Rato hacía que la música tocaba las sentimentales y bulliciosas contradanzas cubanas, aunque todavía el baile, para valernos de la frase vulgar, no se había rompido. Acomodaba afanosa el ama de la casa a sus amigas particulares y de más edad en los sillones del aposento, para que a salvo de las pisadas y tropiezos pudiesen gozar de la fiesta al mismo tiempo que no perder de vista a los objetos o de su cuidado, o de su cariño, que como jóvenes quedaban en la sala. Pimienta, el clarinete, se mantenía en pie a la cabeza de la orquesta, tocando su instrumento favorito, casi de frente para la calle, cual si no hubiese entrado aún la persona digna de su música, o quisiera ser el primero en verla entrar. Parecía, sin embargo, inútil este cuidado, por cuanto no entraba hombre ni mujer que no tuviera algo que decirle al paso. A todos estos saludos contestaba él invariablemente con un movimiento de cabeza, si se exceptúa que cuando le tocó su vez al capitán Cantalapiedra, quien con su acostumbrada familiaridad le puso la mano en el hombro y le habló en secreto, contestó quitándose el instrumento de la boca:—Así parece, mi capitán.

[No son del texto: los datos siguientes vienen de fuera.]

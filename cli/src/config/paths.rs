//! Platform-specific path utilities for hubstats.

use std::path::PathBuf;

use crate::error::{HubError, Result};

/// Get the configuration directory for hubstats.
///
/// - Linux: `~/.config/hubstats`
/// - macOS: `~/Library/Application Support/hubstats`
/// - Windows: `%APPDATA%\hubstats`
pub fn config_dir() -> Result<PathBuf> {
    let base = dirs::config_dir()
        .ok_or_else(|| HubError::Config("Cannot determine config directory".to_string()))?;
    Ok(base.join("hubstats"))
}

/// Get the data directory for hubstats.
///
/// - Linux: `~/.local/share/hubstats`
/// - macOS: `~/Library/Application Support/hubstats`
/// - Windows: `%APPDATA%\hubstats`
pub fn data_dir() -> Result<PathBuf> {
    let base = dirs::data_dir()
        .ok_or_else(|| HubError::Config("Cannot determine data directory".to_string()))?;
    Ok(base.join("hubstats"))
}

/// Get the main configuration file path.
pub fn config_file() -> Result<PathBuf> {
    Ok(config_dir()?.join("config.toml"))
}

/// Get the stored refresh token path.
pub fn credentials_file() -> Result<PathBuf> {
    Ok(data_dir()?.join("credentials.json"))
}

Podía advertirse que cada vez que entraba una mujer notable por alguna circunstancia, los violines, sin duda para hacerle honor, apretaban los arcos, el flautín o requinto perforaba los oídos con los sones agudos de su instrumento, el timbalero repiqueteaba que era un primor, el contrabajo, manejado por el después célebre Brindis,[7] se hacía un arco con su cuerpo y sacaba los bajos más profundos imaginables, y el clarinete ejecutaba las más difíciles y melodiosas variaciones. Aquellos hombres, es innegable, se inspiraban, y la contradanza cubana, creación suya, aun con tan pequeña orquesta, no perdía un ápice de su gracia picante ni de su carácter profundamente malicioso-sentimental.